Choroidal scars of ocular histoplasmosis. This patient demonstrates the classic atrophic choroidal scars or 'punched-out' chorioretinal lesions seen in ocular histoplasmosis. Also note the peripapillary atrophy, more notable in the left eye.

H. capsulatum, a dimorphic unencapsulated fungus, is the known causative agent of systemic histoplasmosis which is characterized by a self-limited flu-like disease with respiratory symptoms in an immunocompetent host. The course of the disease depends on the number of inhaled spores and the immune status of the host. There have been many reports of ocular involvement in primary disseminated histoplasmosis, with the most recent being a patient with HIV and primary disseminated histoplasmosis who developed ocular and central nervous system disease. This patient responded to antifungal treatment. However, the eradication of the fungi from the anterior segment proved to be quite difficult, as H. capsulatum was cultured from the aqueous humour of this patient after 16 months of antifungal therapy.

A few reports of a nonspecific chorioretinitis that develops in pediatric immunocompetent hosts with acute systemic histoplasmosis exist. A single case report documents acute histoplasmosis choroiditis in two immunocompetent brothers (ages 3 and 5), responding to antifungal therapy. The most recent case is that of a 16-year-old patient presenting with symptomatic active multifocal chorioretinitis prior to developing systemic histoplasmosis symptoms. Interestingly, the patient's symptoms responded drastically to intravenous steroids, not antifungal therapy.

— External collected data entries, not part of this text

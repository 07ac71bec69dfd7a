//! Values collected from a form submission.

use std::borrow::Cow;
use std::collections::HashMap;
use std::fmt;
use std::path::{Path, PathBuf};
use std::str::FromStr;
use std::sync::Arc;

use base64::Engine as _;
use base64::engine::general_purpose::STANDARD as BASE64;

use crate::error::ParseEncodingError;

/// A scalar payload: a submitted text field, or a buffered file after decoding
/// and conversion.
#[derive(Debug, Clone, PartialEq)]
pub enum Value {
    Text(String),
    Bytes(Vec<u8>),
    Integer(i64),
    Float(f64),
    Bool(bool),
}

impl Value {
    /// Byte representation used by pattern rules.
    pub fn match_bytes(&self) -> Cow<'_, [u8]> {
        match self {
            Value::Text(s) => Cow::Borrowed(s.as_bytes()),
            Value::Bytes(b) => Cow::Borrowed(b.as_slice()),
            other => Cow::Owned(other.to_string().into_bytes()),
        }
    }

    pub fn as_str(&self) -> Option<&str> {
        match self {
            Value::Text(s) => Some(s),
            _ => None,
        }
    }

    pub fn as_bytes(&self) -> Option<&[u8]> {
        match self {
            Value::Bytes(b) => Some(b),
            Value::Text(s) => Some(s.as_bytes()),
            _ => None,
        }
    }

    pub fn as_i64(&self) -> Option<i64> {
        match self {
            Value::Integer(n) => Some(*n),
            _ => None,
        }
    }
}

impl fmt::Display for Value {
    fn fmt(&self, f: &mut fmt::Formatter<'_>) -> fmt::Result {
        match self {
            Value::Text(s) => f.write_str(s),
            Value::Bytes(b) => f.write_str(&String::from_utf8_lossy(b)),
            Value::Integer(n) => write!(f, "{n}"),
            Value::Float(x) => write!(f, "{x}"),
            Value::Bool(b) => write!(f, "{b}"),
        }
    }
}

impl From<&str> for Value {
    fn from(s: &str) -> Self {
        Value::Text(s.to_string())
    }
}

impl From<String> for Value {
    fn from(s: String) -> Self {
        Value::Text(s)
    }
}

impl From<Vec<u8>> for Value {
    fn from(b: Vec<u8>) -> Self {
        Value::Bytes(b)
    }
}

impl From<i64> for Value {
    fn from(n: i64) -> Self {
        Value::Integer(n)
    }
}

/// A value-to-value conversion applied before rules run.
///
/// A conversion failure is reported as a validation failure of the field.
#[derive(Clone)]
pub struct Converter(Arc<dyn Fn(Value) -> Result<Value, String> + Send + Sync>);

impl Converter {
    pub fn new<F>(f: F) -> Self
    where
        F: Fn(Value) -> Result<Value, String> + Send + Sync + 'static,
    {
        Self(Arc::new(f))
    }

    pub fn apply(&self, value: Value) -> Result<Value, String> {
        (self.0)(value)
    }

    /// Parse text as a base-10 signed integer.
    pub fn integer() -> Self {
        Self::new(|v| {
            let s = v.to_string();
            s.trim()
                .parse::<i64>()
                .map(Value::Integer)
                .map_err(|_| format!("'{s}' is not an integer"))
        })
    }

    /// Parse text as a floating point number.
    pub fn float() -> Self {
        Self::new(|v| {
            let s = v.to_string();
            s.trim()
                .parse::<f64>()
                .map(Value::Float)
                .map_err(|_| format!("'{s}' is not a number"))
        })
    }

    /// Accepts `true`/`false`, `on`/`off`, `1`/`0` and `yes`/`no`.
    pub fn boolean() -> Self {
        Self::new(|v| match v.to_string().trim().to_ascii_lowercase().as_str() {
            "true" | "on" | "1" | "yes" => Ok(Value::Bool(true)),
            "false" | "off" | "0" | "no" => Ok(Value::Bool(false)),
            other => Err(format!("'{other}' is not a boolean")),
        })
    }
}

impl fmt::Debug for Converter {
    fn fmt(&self, f: &mut fmt::Formatter<'_>) -> fmt::Result {
        f.debug_struct("Converter").finish_non_exhaustive()
    }
}

/// Text decoding applied to a buffered file before conversion.
#[derive(Debug, Clone, Copy, PartialEq, Eq)]
pub enum TextEncoding {
    /// UTF-8, with invalid sequences replaced
    Utf8,
    /// One char per byte (ISO-8859-1), always lossless
    Latin1,
    /// 7-bit ASCII, high bit stripped
    Ascii,
    /// Lowercase hexadecimal
    Hex,
    /// Standard padded base64
    Base64,
    /// UTF-16, little-endian; an odd trailing byte is dropped
    Utf16Le,
}

impl FromStr for TextEncoding {
    type Err = ParseEncodingError;

    fn from_str(s: &str) -> Result<Self, Self::Err> {
        match s.to_ascii_lowercase().as_str() {
            "utf8" | "utf-8" => Ok(TextEncoding::Utf8),
            "latin1" | "binary" | "iso-8859-1" => Ok(TextEncoding::Latin1),
            "ascii" => Ok(TextEncoding::Ascii),
            "hex" => Ok(TextEncoding::Hex),
            "base64" => Ok(TextEncoding::Base64),
            "utf16le" | "utf-16le" | "ucs2" | "ucs-2" => Ok(TextEncoding::Utf16Le),
            _ => Err(ParseEncodingError(s.to_string())),
        }
    }
}

impl TextEncoding {

    pub fn decode(&self, bytes: &[u8]) -> String {
        match self {
            TextEncoding::Utf8 => String::from_utf8_lossy(bytes).into_owned(),
            TextEncoding::Latin1 => bytes.iter().map(|&b| b as char).collect(),
            TextEncoding::Ascii => bytes.iter().map(|&b| (b & 0x7f) as char).collect(),
            TextEncoding::Hex => {
                const DIGITS: &[u8; 16] = b"0123456789abcdef";
                let mut out = String::with_capacity(bytes.len() * 2);
                for &b in bytes {
                    out.push(DIGITS[(b >> 4) as usize] as char);
                    out.push(DIGITS[(b & 0x0f) as usize] as char);
                }
                out
            }
            TextEncoding::Base64 => BASE64.encode(bytes),
            TextEncoding::Utf16Le => {
                let units: Vec<u16> = bytes
                    .chunks_exact(2)
                    .map(|pair| u16::from_le_bytes([pair[0], pair[1]]))
                    .collect();
                String::from_utf16_lossy(&units)
            }
        }
    }

    /// Inverse of [`TextEncoding::decode`].
    ///
    /// Characters that the encoding cannot represent are dropped, and an
    /// odd-length or non-hex string yields `None` for `Hex`, as does
    /// malformed input for `Base64`.
    pub fn encode(&self, text: &str) -> Option<Vec<u8>> {
        match self {
            TextEncoding::Utf8 => Some(text.as_bytes().to_vec()),
            TextEncoding::Latin1 => Some(
                text.chars()
                    .filter(|c| (*c as u32) <= 0xff)
                    .map(|c| c as u8)
                    .collect(),
            ),
            TextEncoding::Ascii => Some(text.chars().filter(char::is_ascii).map(|c| c as u8).collect()),
            TextEncoding::Hex => {
                if text.len() % 2 != 0 {
                    return None;
                }
                text.as_bytes()
                    .chunks(2)
                    .map(|pair| {
                        let hi = (pair[0] as char).to_digit(16)?;
                        let lo = (pair[1] as char).to_digit(16)?;
                        Some((hi * 16 + lo) as u8)
                    })
                    .collect()
            }
            TextEncoding::Base64 => BASE64.decode(text).ok(),
            TextEncoding::Utf16Le => Some(text.encode_utf16().flat_map(u16::to_le_bytes).collect()),
        }
    }
}

/// A single value collected for a key.
#[derive(Debug, Clone, PartialEq)]
pub enum CollectedValue {
    Scalar(Value),
    DiskFile { path: PathBuf, size: u64 },
    BufferedFile { data: Value, size: u64 },
    StreamedFile { size: u64 },
}

impl CollectedValue {
    /// Size in bytes of a file value; `None` for scalars.
    pub fn size(&self) -> Option<u64> {
        match self {
            CollectedValue::Scalar(_) => None,
            CollectedValue::DiskFile { size, .. }
            | CollectedValue::BufferedFile { size, .. }
            | CollectedValue::StreamedFile { size } => Some(*size),
        }
    }

    pub fn path(&self) -> Option<&Path> {
        match self {
            CollectedValue::DiskFile { path, .. } => Some(path),
            _ => None,
        }
    }

    /// The scalar or buffered payload, if this value carries one.
    pub fn value(&self) -> Option<&Value> {
        match self {
            CollectedValue::Scalar(v) | CollectedValue::BufferedFile { data: v, .. } => Some(v),
            _ => None,
        }
    }

    pub fn as_str(&self) -> Option<&str> {
        self.value().and_then(Value::as_str)
    }
}

/// Everything collected for one key.
#[derive(Debug, Clone, PartialEq)]
pub enum FieldEntry {
    One(CollectedValue),
    /// Values of a `multiple` field, in arrival order
    Many(Vec<CollectedValue>),
}

impl FieldEntry {
    pub fn as_slice(&self) -> &[CollectedValue] {
        match self {
            FieldEntry::One(v) => std::slice::from_ref(v),
            FieldEntry::Many(vs) => vs,
        }
    }

    pub fn first(&self) -> Option<&CollectedValue> {
        self.as_slice().first()
    }
}

/// The published result of a successful parse.
#[derive(Debug, Clone, Default, PartialEq)]
pub struct FormResult {
    entries: HashMap<String, FieldEntry>,
}

impl FormResult {
    pub(crate) fn from_entries(entries: HashMap<String, FieldEntry>) -> Self {
        Self { entries }
    }

    pub fn get(&self, key: &str) -> Option<&FieldEntry> {
        self.entries.get(key)
    }

    /// First value collected for `key`.
    pub fn value(&self, key: &str) -> Option<&CollectedValue> {
        self.get(key).and_then(FieldEntry::first)
    }

    /// All values collected for `key`, empty when none arrived.
    pub fn values(&self, key: &str) -> &[CollectedValue] {
        self.get(key).map(FieldEntry::as_slice).unwrap_or(&[])
    }

    /// Text of the first value for `key`, when it is textual.
    pub fn text(&self, key: &str) -> Option<&str> {
        self.value(key).and_then(CollectedValue::as_str)
    }

    pub fn contains_key(&self, key: &str) -> bool {
        self.entries.contains_key(key)
    }

    pub fn len(&self) -> usize {
        self.entries.len()
    }

    pub fn is_empty(&self) -> bool {
        self.entries.is_empty()
    }

    pub fn iter(&self) -> impl Iterator<Item = (&str, &FieldEntry)> {
        self.entries.iter().map(|(k, v)| (k.as_str(), v))
    }

    /// Paths of every file written to disk for this form.
    pub fn disk_paths(&self) -> Vec<&Path> {
        self.entries
            .values()
            .flat_map(FieldEntry::as_slice)
            .filter_map(CollectedValue::path)
            .collect()
    }

    pub fn into_inner(self) -> HashMap<String, FieldEntry> {
        self.entries
    }
}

Furthermore, 3 months after initial presentation, there were only mild retinal pigment epithelium changes present on dilated fundus examination, no classic chorioretinal scars seen with POHS. Both of these patients were 20/20 on initial examination, which suggests that they may represent the acute manifestations of ocular histoplasmosis which is subclinical in the majority of patients.